It was during this sojourn at St. Cloud that the effects of insubordination, produced by the fête of federation amongst the troops, had come to a crisis. The troops at Nancy, consisting of four battalions of the king's regiment, two battalions of Swiss of the Château-Vieux regiment, with a regiment of cavalry, had mutinied, had imprisoned their officers, and sent a deputation to the assembly to justify themselves. These deputies were very insolent, and were especially supported by the jacobin club. La Fayette, however, arrested the deputies, and the assembly issued an order that the mutineers should return to their duty, and the inhabitants of Nancy to obedience to the law, on pain of being treated as rebels. General de Malseigne and a member of the assembly were dispatched to bring the soldiers to order; and Bouillé was commanded to render him all necessary assistance, and to employ force, if necessary. On reaching Bouille's head-quarters at Metz, Bouillé thought it best that Malseigne should go on to Nancy, and endeavour, in the first place, to bring the mutineers to reason by peaceable means. Malseigne proceeded boldly to Nancy, where he found that the troops had been joined by five or six thousand men of the neighbourhood, and deserters from other regiments. They had broken open the arsenal, and made themselves masters of five thousand muskets, with ammunition, and eighteen pieces of cannon, which they had loaded with grape-shot. They had exacted money from the authorities, burnt the decrees of the national assembly, and defied it in terms of contempt. They were intending to imprison the principal people of the town as they had done their own officers, and to ransack the city, and hang the chief men.

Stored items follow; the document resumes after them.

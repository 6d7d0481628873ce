//! Benchmarks for text buffer operations.
//!
//! Run with: cargo bench

use criterion::{black_box, criterion_group, criterion_main, BenchmarkId, Criterion};
use quire_buffer::{BackspacePolicy, BufferConfig, Mode, NewlinePolicy, TextBuffer};

/// Generates a large text string for benchmarking.
fn generate_large_text(lines: usize) -> String {
    (0..lines)
        .map(|i| format!("Line {}: This is a sample line of text for benchmarking purposes.\n", i))
        .collect()
}

fn split_join() -> BufferConfig {
    BufferConfig {
        newline: NewlinePolicy::Split,
        backspace: BackspacePolicy::Join,
    }
}

/// Benchmarks loading and serializing whole documents.
fn bench_text_conversion(c: &mut Criterion) {
    let mut group = c.benchmark_group("text_conversion");

    for size in [100, 1000, 10000].iter() {
        let text = generate_large_text(*size);
        let buffer = TextBuffer::from(text.as_str());

        group.bench_with_input(BenchmarkId::new("from_text", size), &text, |b, text| {
            b.iter(|| black_box(TextBuffer::from_text(black_box(text), BufferConfig::default())))
        });

        group.bench_with_input(BenchmarkId::new("to_text", size), &buffer, |b, buffer| {
            b.iter(|| black_box(buffer.to_text()))
        });
    }

    group.finish();
}

/// Benchmarks typing into an insert-mode buffer.
fn bench_typing(c: &mut Criterion) {
    let mut group = c.benchmark_group("typing");
    let sentence = "The quick brown fox jumps over the lazy dog. ";

    group.bench_function("insert_char_sentence", |b| {
        b.iter_with_setup(TextBuffer::new, |mut buffer| {
            for ch in sentence.chars() {
                buffer.insert_char(Mode::Insert, black_box(ch)).unwrap();
            }
            black_box(buffer)
        })
    });

    group.bench_function("backspace_sentence", |b| {
        b.iter_with_setup(
            || TextBuffer::from(sentence),
            |mut buffer| {
                for _ in 0..sentence.len() {
                    let _ = buffer.move_cursor_right();
                }
                for _ in 0..sentence.len() {
                    buffer.delete_char_before_cursor(Mode::Insert).unwrap();
                }
                black_box(buffer)
            },
        )
    });

    group.finish();
}

/// Benchmarks line splitting and joining on a large document.
fn bench_line_edits(c: &mut Criterion) {
    let mut group = c.benchmark_group("line_edits");
    let base_text = generate_large_text(10000);

    group.bench_function("split_line_blank", |b| {
        b.iter_with_setup(
            || TextBuffer::from(base_text.as_str()),
            |mut buffer| {
                buffer.split_line(Mode::Insert).unwrap();
                black_box(buffer)
            },
        )
    });

    group.bench_function("split_then_join", |b| {
        b.iter_with_setup(
            || TextBuffer::from_text(&base_text, split_join()),
            |mut buffer| {
                for _ in 0..10 {
                    buffer.move_cursor_right().unwrap();
                }
                buffer.split_line(Mode::Insert).unwrap();
                buffer.delete_char_before_cursor(Mode::Insert).unwrap();
                black_box(buffer)
            },
        )
    });

    group.finish();
}

/// Benchmarks cursor navigation.
fn bench_navigation(c: &mut Criterion) {
    let mut group = c.benchmark_group("navigation");
    let text = generate_large_text(1000);

    group.bench_function("walk_down_document", |b| {
        b.iter_with_setup(
            || TextBuffer::from(text.as_str()),
            |mut buffer| {
                while buffer.move_cursor_down().is_ok() {}
                black_box(buffer.cursor())
            },
        )
    });

    group.bench_function("walk_right_across_lines", |b| {
        b.iter_with_setup(
            || TextBuffer::from(text.as_str()),
            |mut buffer| {
                for _ in 0..5000 {
                    let _ = buffer.move_cursor_right();
                }
                black_box(buffer.cursor())
            },
        )
    });

    group.finish();
}

criterion_group!(
    benches,
    bench_text_conversion,
    bench_typing,
    bench_line_edits,
    bench_navigation,
);

criterion_main!(benches);
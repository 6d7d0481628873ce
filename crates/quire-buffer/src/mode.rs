//! Editor modes.

use serde::{Deserialize, Serialize};

/// Editor modes (inspired by modal editors like Vim).
///
/// The mode itself is owned by the core's mode controller. The buffer only
/// reads it to decide whether an edit is allowed.
#[derive(Debug, Clone, Copy, PartialEq, Eq, Hash, Default, Serialize, Deserialize)]
#[serde(rename_all = "lowercase")]
pub enum Mode {
    /// Normal mode - navigation and mode switches
    #[default]
    Normal,
    /// Insert mode - typing text
    Insert,
    /// Select mode - moving over text
    Select,
    /// Command mode - composing a `:` command
    Command,
}

impl Mode {
    /// Returns the label shown in a status line.
    pub fn as_str(&self) -> &'static str {
        match self {
            Mode::Normal => "NORMAL",
            Mode::Insert => "INSERT",
            Mode::Select => "SELECT",
            Mode::Command => "COMMAND",
        }
    }

    /// Returns true if text edits are accepted in this mode.
    pub fn accepts_edits(&self) -> bool {
        matches!(self, Mode::Insert)
    }
}

impl std::fmt::Display for Mode {
    fn fmt(&self, f: &mut std::fmt::Formatter<'_>) -> std::fmt::Result {
        f.write_str(self.as_str())
    }
}
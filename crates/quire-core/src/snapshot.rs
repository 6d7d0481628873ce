//! Read-only view of editor state for renderers and tests.

use quire_buffer::{Mode, Position};
use serde::{Deserialize, Serialize};

/// Severity of a notification.
#[derive(Debug, Clone, Copy, PartialEq, Eq, Serialize, Deserialize)]
#[serde(rename_all = "lowercase")]
pub enum NotificationLevel {
    Info,
    Error,
}

/// A user-visible message that stays up until dismissed.
#[derive(Debug, Clone, PartialEq, Eq, Serialize, Deserialize)]
pub struct Notification {
    pub level: NotificationLevel,
    pub message: String,
}

impl Notification {
    pub fn info(message: impl Into<String>) -> Self {
        Self {
            level: NotificationLevel::Info,
            message: message.into(),
        }
    }

    pub fn error(message: impl Into<String>) -> Self {
        Self {
            level: NotificationLevel::Error,
            message: message.into(),
        }
    }
}

impl std::fmt::Display for Notification {
    fn fmt(&self, f: &mut std::fmt::Formatter<'_>) -> std::fmt::Result {
        f.write_str(&self.message)
    }
}

/// Everything a renderer needs to draw a frame.
///
/// Owned data: holding a snapshot never blocks the editor.
#[derive(Debug, Clone, PartialEq, Eq, Serialize, Deserialize)]
pub struct EditorSnapshot {
    pub lines: Vec<String>,
    pub cursor: Position,
    pub mode: Mode,
    /// Pending command text, present only in command mode
    pub command_line: Option<String>,
    pub notification: Option<Notification>,
    pub modified: bool,
}

impl EditorSnapshot {
    /// Serializes the snapshot as pretty-printed JSON.
    pub fn to_json(&self) -> serde_json::Result<String> {
        serde_json::to_string_pretty(self)
    }

    /// Status-line text, e.g. `INSERT 1:3` or `:wq`.
    pub fn status_line(&self) -> String {
        match &self.command_line {
            Some(pending) => format!(":{pending}"),
            None => format!("{} {}", self.mode, self.cursor),
        }
    }
}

Malseigne proclaimed the decree of the assembly, and harangued the mutinous troops; but he was glad to escape alive to Luneville, where there were eight squadrons of cavalry; but these cavalry, when the soldiers from Nancy marched against them, delivered up Malseigne to them, and fraternised with them. When Bouillé learned this news, he set out for Nancy with about three thousand foot, and one thousand four hundred horse, principally Swiss and Germans, all that he could trust, whilst, in Nancy, he calculated that the revolted troops amounted to ten thousand. On his way, he was met by three deputations, one after another, to whom Bouillé declared the conditions on which he would accept a surrender—viz. : that the three regiments at the head of the revolt should deliver up the ringleaders, and themselves quit the town; that they should liberate Malseigne, whom, fortunately, they had not hanged, and their own officers, and deliver up the cannon. These terms they treated with contempt. Bouillé sent forward a proclamation, containing the same conditions, and, on arriving at the gates of the town, it was

announced to him that his terms should be agreed to. Malseigne and the captive officers of the regiments were sent to him, and he saw the regiments marching out at the opposite gate; but no sooner did he attempt to enter the city, than the cannon, charged to the muzzles with grape were fired on him; there was a murderous discharge of musketry from the windows of the houses, and the regiments turned back and joined in the battle. Bouillé was in a terrible dilemma; but he says he blindly committed himself to fortune for the result, and fought the insurgents with such fury, that they were compelled to give back. From half-past four till half-past seven o'clock Bouillé was cutting his way to the centre of the town. He had lost forty officers and four hundred men; but he had taken the cannon, and five hundred men prisoners, and was preparing to execute a more desperate vengeance, when the insurgents agreed to march quietly out of the place. He consented, on condition that they marched to different garrisons, which he named, at some distance from each other. Bouillé preserved the place from pillage; not a house was broken into, nor an inhabitant killed, except such as were met in arms. He liberated the five hundred prisoners who had fallen into his hands, two hundred of whom were soldiers, and three hundred inhabitants, and none of them were punished; but the Swiss, by the authority of the articles of war under which they served, tried their prisoners by court-martial, shot twenty soldiers, and condemned from fifty to sixty to the galleys, to which they were sent.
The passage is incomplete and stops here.